mod common;

use common::{fast_options, utf8_tempdir, write_source, DavServer, DavState};
use std::sync::Arc;
use stratus_core::{ResultCode, TransferRecord};
use stratus_infra::{probe_tus, RequestContext};
use stratus_persistence::{RedbTransferStore, TransferRecordStore};
use stratus_pipeline::{
    ProgressReporter, TransferEnv, TransferOptions, TransferScope, TusDriver,
};
use tokio_util::sync::CancellationToken;

fn env_for(server: &DavServer, store: Arc<RedbTransferStore>, options: TransferOptions) -> TransferEnv {
    TransferEnv::new(server.client(None), store, server.endpoints(), options)
}

fn scope(record: &TransferRecord) -> TransferScope {
    TransferScope::new(
        CancellationToken::new(),
        ProgressReporter::silent(record.id.clone(), record.size),
    )
}

#[tokio::test]
async fn fifty_bytes_survive_a_failed_third_patch() {
    let mut state = DavState::default();
    state.fail_patch_calls.insert(3);
    let server = DavServer::with_state(state).await;
    let (_dir, root) = utf8_tempdir();
    let content: Vec<u8> = (0..50u8).collect();
    let source = write_source(&root, "big.bin", &content);

    let store = Arc::new(RedbTransferStore::open(&root.join("db")).unwrap());
    let record = TransferRecord::new_upload(
        "alice",
        source.as_str(),
        "/docs/big.bin",
        "application/octet-stream",
        50,
    );
    store.insert(&record).unwrap();
    let env = env_for(&server, Arc::clone(&store), fast_options());

    let collection = env.endpoints.parent_collection_url("/docs/big.bin", None).unwrap();
    let tus = probe_tus(env.client.as_ref(), collection.clone(), &RequestContext::default())
        .await
        .unwrap()
        .expect("server advertises TUS");

    let outcome = TusDriver::new(&env)
        .upload(&record, &collection, &tus, &scope(&record))
        .await
        .unwrap();

    assert_eq!(outcome.bytes, 50);
    assert_eq!(outcome.stats.patch_calls, 6);
    assert_eq!(outcome.stats.backoffs, 1);
    assert!(outcome.etag.is_some());
    assert_eq!(server.state().patch_calls, 6);
    assert_eq!(server.state().count("POST"), 1);
    assert_eq!(server.file("/docs/big.bin"), Some(content));
    assert!(store.get(&record.id).unwrap().unwrap().session.is_none());
}

#[tokio::test]
async fn interrupted_upload_resumes_to_identical_bytes() {
    let mut state = DavState::default();
    state.fail_patches_from = Some(3);
    let server = DavServer::with_state(state).await;
    let (_dir, root) = utf8_tempdir();
    let content: Vec<u8> = (0..50u8).rev().collect();
    let source = write_source(&root, "resume.bin", &content);

    let store = Arc::new(RedbTransferStore::open(&root.join("db")).unwrap());
    let record = TransferRecord::new_upload(
        "alice",
        source.as_str(),
        "/docs/resume.bin",
        "application/octet-stream",
        50,
    );
    store.insert(&record).unwrap();
    let mut options = fast_options();
    options.max_patch_retries = 2;
    let env = env_for(&server, Arc::clone(&store), options);
    let collection = env.endpoints.parent_collection_url("/docs/resume.bin", None).unwrap();
    let tus = probe_tus(env.client.as_ref(), collection.clone(), &RequestContext::default())
        .await
        .unwrap()
        .unwrap();

    let err = TusDriver::new(&env)
        .upload(&record, &collection, &tus, &scope(&record))
        .await
        .unwrap_err();
    assert_eq!(err.result_code(), ResultCode::RetriesExhausted);
    let interrupted = store.get(&record.id).unwrap().unwrap();
    assert_eq!(interrupted.session.as_ref().map(|s| s.offset), Some(20));

    server.state().fail_patches_from = None;
    let patches_before = server.state().patch_calls;

    // A fresh driver picks the session up from the store alone.
    let outcome = TusDriver::new(&env)
        .upload(&interrupted, &collection, &tus, &scope(&interrupted))
        .await
        .unwrap();

    assert_eq!(server.state().patch_calls - patches_before, 3);
    assert_eq!(server.state().count("POST"), 1);
    assert_eq!(outcome.bytes, 50);
    assert_eq!(server.file("/docs/resume.bin"), Some(content));
    assert!(store.get(&record.id).unwrap().unwrap().session.is_none());
}

#[tokio::test]
async fn creation_with_upload_sends_first_chunk_inline() {
    let mut state = DavState::default();
    state.extensions = "creation,creation-with-upload,termination".into();
    let server = DavServer::with_state(state).await;
    let (_dir, root) = utf8_tempdir();
    let content = vec![7u8; 25];
    let source = write_source(&root, "inline.bin", &content);

    let store = Arc::new(RedbTransferStore::open(&root.join("db")).unwrap());
    let record = TransferRecord::new_upload(
        "alice",
        source.as_str(),
        "/inline.bin",
        "application/octet-stream",
        25,
    );
    store.insert(&record).unwrap();
    let env = env_for(&server, Arc::clone(&store), fast_options());
    let collection = env.endpoints.parent_collection_url("/inline.bin", None).unwrap();
    let tus = probe_tus(env.client.as_ref(), collection.clone(), &RequestContext::default())
        .await
        .unwrap()
        .unwrap();
    assert!(tus.creation_with_upload());

    let outcome = TusDriver::new(&env)
        .upload(&record, &collection, &tus, &scope(&record))
        .await
        .unwrap();

    assert_eq!(outcome.stats.patch_calls, 2);
    assert_eq!(server.file("/inline.bin"), Some(content));
}

#[tokio::test]
async fn cancelled_upload_keeps_confirmed_offset() {
    let server = DavServer::start().await;
    let (_dir, root) = utf8_tempdir();
    let source = write_source(&root, "cancel.bin", &[1u8; 40]);

    let store = Arc::new(RedbTransferStore::open(&root.join("db")).unwrap());
    let record = TransferRecord::new_upload(
        "alice",
        source.as_str(),
        "/cancel.bin",
        "application/octet-stream",
        40,
    );
    store.insert(&record).unwrap();
    let env = env_for(&server, Arc::clone(&store), fast_options());
    let collection = env.endpoints.parent_collection_url("/cancel.bin", None).unwrap();
    let tus = probe_tus(env.client.as_ref(), collection.clone(), &RequestContext::default())
        .await
        .unwrap()
        .unwrap();

    let scope = scope(&record);
    scope.cancel.cancel();
    let err = TusDriver::new(&env)
        .upload(&record, &collection, &tus, &scope)
        .await
        .unwrap_err();

    assert_eq!(err.result_code(), ResultCode::Cancelled);
    assert_eq!(server.state().patch_calls, 0);
    assert!(server.file("/cancel.bin").is_none());
}

#[tokio::test]
async fn advertised_chunk_cap_and_method_override_are_honoured() {
    let mut state = DavState::default();
    state.max_chunk_size = Some(4);
    state.patch_via_post = true;
    let server = DavServer::with_state(state).await;
    let (_dir, root) = utf8_tempdir();
    let content = b"twenty bytes of data".to_vec();
    let source = write_source(&root, "capped.bin", &content);

    let store = Arc::new(RedbTransferStore::open(&root.join("db")).unwrap());
    let record = TransferRecord::new_upload(
        "alice",
        source.as_str(),
        "/docs/capped.bin",
        "application/octet-stream",
        20,
    );
    store.insert(&record).unwrap();
    let env = env_for(&server, Arc::clone(&store), fast_options());

    let collection = env.endpoints.parent_collection_url("/docs/capped.bin", None).unwrap();
    let tus = probe_tus(env.client.as_ref(), collection.clone(), &RequestContext::default())
        .await
        .unwrap()
        .expect("server advertises TUS");
    assert_eq!(tus.max_chunk_size, Some(4));
    assert!(tus.http_method_override);

    let outcome = TusDriver::new(&env)
        .upload(&record, &collection, &tus, &scope(&record))
        .await
        .unwrap();

    // 20 bytes in 4-byte chunks, each sent as an overridden POST.
    assert_eq!(outcome.stats.patch_calls, 5);
    assert_eq!(server.state().count("PATCH"), 0);
    assert_eq!(server.state().count("POST"), 1 + 5);
    assert_eq!(server.file("/docs/capped.bin"), Some(content));
}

**Activity**
What is needed here is an exact reproduction of all the entries.

**Response for this exercise**
mod common;

use common::{fast_options, utf8_tempdir, write_source, DavServer, DavState};
use std::sync::Arc;
use stratus_core::{ResultCode, TransferRecord};
use stratus_infra::{probe_tus, RequestContext};
use stratus_persistence::{RedbTransferStore, TransferRecordStore};
use stratus_pipeline::{
    ProgressReporter, TransferEnv, TransferOptions, TransferScope, TusDriver,
};
use tokio_util::sync::CancellationToken;

fn env_for(server: &DavServer, store: Arc<RedbTransferStore>, options: TransferOptions) -> TransferEnv {
    TransferEnv::new(server.client(None), store, server.endpoints(), options)
}

fn scope(record: &TransferRecord) -> TransferScope {
    TransferScope::new(
        CancellationToken::new(),
        ProgressReporter::silent(record.id.clone(), record.size),
    )
}

#[tokio::test]
async fn fifty_bytes_survive_a_failed_third_patch() {
    let mut state = DavState::default();
    state.fail_patch_calls.insert(3);
    let server = DavServer::with_state(state).await;
    let (_dir, root) = utf8_tempdir();
    let content: Vec<u8> = (0..50u8).collect();
    let source = write_source(&root, "big.bin", &content);

    let store = Arc::new(RedbTransferStore::open(&root.join("db")).unwrap());
    let record = TransferRecord::new_upload(
        "alice",
        source.as_str(),
        "/docs/big.bin",
        "application/octet-stream",
        50,
    );
    store.insert(&record).unwrap();
    let env = env_for(&server, Arc::clone(&store), fast_options());

    let collection = env.endpoints.parent_collection_url("/docs/big.bin", None).unwrap();
    let tus = probe_tus(env.client.as_ref(), collection.clone(), &RequestContext::default())
        .await
        .unwrap()
        .expect("server advertises TUS");

    let outcome = TusDriver::new(&env)
        .upload(&record, &collection, &tus, &scope(&record))
        .await
        .unwrap();

    assert_eq!(outcome.bytes, 50);
    assert_eq!(outcome.stats.patch_calls, 6);
    assert_eq!(outcome.stats.backoffs, 1);
    assert!(outcome.etag.is_some());
    assert_eq!(server.state().patch_calls, 6);
    assert_eq!(server.state().count("POST"), 1);
    assert_eq!(server.file("/docs/big.bin"), Some(content));
    assert!(store.get(&record.id).unwrap().unwrap().session.is_none());
}

#[tokio::test]
async fn interrupted_upload_resumes_to_identical_bytes() {
    let mut state = DavState::default();
    state.fail_patches_from = Some(3);
    let server = DavServer::with_state(state).await;
    let (_dir, root) = utf8_tempdir();
    let content: Vec<u8> = (0..50u8).rev().collect();
    let source = write_source(&root, "resume.bin", &content);

    let store = Arc::new(RedbTransferStore::open(&root.join("db")).unwrap());
    let record = TransferRecord::new_upload(
        "alice",
        source.as_str(),
        "/docs/resume.bin",
        "application/octet-stream",
        50,
    );
    store.insert(&record).unwrap();
    let mut options = fast_options();
    options.max_patch_retries = 2;
    let env = env_for(&server, Arc::clone(&store), options);
    let collection = env.endpoints.parent_collection_url("/docs/resume.bin", None).unwrap();
    let tus = probe_tus(env.client.as_ref(), collection.clone(), &RequestContext::default())
        .await
        .unwrap()
        .unwrap();

    let err = TusDriver::new(&env)
        .upload(&record, &collection, &tus, &scope(&record))
        .await
        .unwrap_err();
    assert_eq!(err.result_code(), ResultCode::RetriesExhausted);
    let interrupted = store.get(&record.id).unwrap().unwrap();
    assert_eq!(interrupted.session.as_ref().map(|s| s.offset), Some(20));

    server.state().fail_patches_from = None;
    let patches_before = server.state().patch_calls;

    // A fresh driver picks the session up from the store alone.
    let outcome = TusDriver::new(&env)
        .upload(&interrupted, &collection, &tus, &scope(&interrupted))
        .await
        .unwrap();

    assert_eq!(server.state().patch_calls - patches_before, 3);
    assert_eq!(server.state().count("POST"), 1);
    assert_eq!(outcome.bytes, 50);
    assert_eq!(server.file("/docs/resume.bin"), Some(content));
    assert!(store.get(&record.id).unwrap().unwrap().session.is_none());
}

#[tokio::test]
async fn creation_with_upload_sends_first_chunk_inline() {
    let mut state = DavState::default();
    state.extensions = "creation,creation-with-upload,termination".into();
    let server = DavServer::with_state(state).await;
    let (_dir, root) = utf8_tempdir();
    let content = vec![7u8; 25];
    let source = write_source(&root, "inline.bin", &content);

    let store = Arc::new(RedbTransferStore::open(&root.join("db")).unwrap());
    let record = TransferRecord::new_upload(
        "alice",
        source.as_str(),
        "/inline.bin",
        "application/octet-stream",
        25,
    );
    store.insert(&record).unwrap();
    let env = env_for(&server, Arc::clone(&store), fast_options());
    let collection = env.endpoints.parent_collection_url("/inline.bin", None).unwrap();
    let tus = probe_tus(env.client.as_ref(), collection.clone(), &RequestContext::default())
        .await
        .unwrap()
        .unwrap();
    assert!(tus.creation_with_upload());

    let outcome = TusDriver::new(&env)
        .upload(&record, &collection, &tus, &scope(&record))
        .await
        .unwrap();

    assert_eq!(outcome.stats.patch_calls, 2);
    assert_eq!(server.file("/inline.bin"), Some(content));
}

#[tokio::test]
async fn cancelled_upload_keeps_confirmed_offset() {
    let server = DavServer::start().await;
    let (_dir, root) = utf8_tempdir();
    let source = write_source(&root, "cancel.bin", &[1u8; 40]);

    let store = Arc::new(RedbTransferStore::open(&root.join("db")).unwrap());
    let record = TransferRecord::new_upload(
        "alice",
        source.as_str(),
        "/cancel.bin",
        "application/octet-stream",
        40,
    );
    store.insert(&record).unwrap();
    let env = env_for(&server, Arc::clone(&store), fast_options());
    let collection = env.endpoints.parent_collection_url("/cancel.bin", None).unwrap();
    let tus = probe_tus(env.client.as_ref(), collection.clone(), &RequestContext::default())
        .await
        .unwrap()
        .unwrap();

    let scope = scope(&record);
    scope.cancel.cancel();
    let err = TusDriver::new(&env)
        .upload(&record, &collection, &tus, &scope)
        .await
        .unwrap_err();

    assert_eq!(err.result_code(), ResultCode::Cancelled);
    assert_eq!(server.state().patch_calls, 0);
    assert!(server.file("/cancel.bin").is_none());
}

#[tokio::test]
async fn advertised_chunk_cap_and_method_override_are_honoured() {
    let mut state = DavState::default();
    state.max_chunk_size = Some(4);
    state.patch_via_post = true;
    let server = DavServer::with_state(state).await;
    let (_dir, root) = utf8_tempdir();
    let content = b"twenty bytes of data".to_vec();
    let source = write_source(&root, "capped.bin", &content);

    let store = Arc::new(RedbTransferStore::open(&root.join("db")).unwrap());
    let record = TransferRecord::new_upload(
        "alice",
        source.as_str(),
        "/docs/capped.bin",
        "application/octet-stream",
        20,
    );
    store.insert(&record).unwrap();
    let env = env_for(&server, Arc::clone(&store), fast_options());

    let collection = env.endpoints.parent_collection_url("/docs/capped.bin", None).unwrap();
    let tus = probe_tus(env.client.as_ref(), collection.clone(), &RequestContext::default())
        .await
        .unwrap()
        .expect("server advertises TUS");
    assert_eq!(tus.max_chunk_size, Some(4));
    assert!(tus.http_method_override);

    let outcome = TusDriver::new(&env)
        .upload(&record, &collection, &tus, &scope(&record))
        .await
        .unwrap();

    // 20 bytes in 4-byte chunks, each sent as an overridden POST.
    assert_eq!(outcome.stats.patch_calls, 5);
    assert_eq!(server.state().count("PATCH"), 0);
    assert_eq!(server.state().count("POST"), 1 + 5);
    assert_eq!(server.file("/docs/capped.bin"), Some(content));
}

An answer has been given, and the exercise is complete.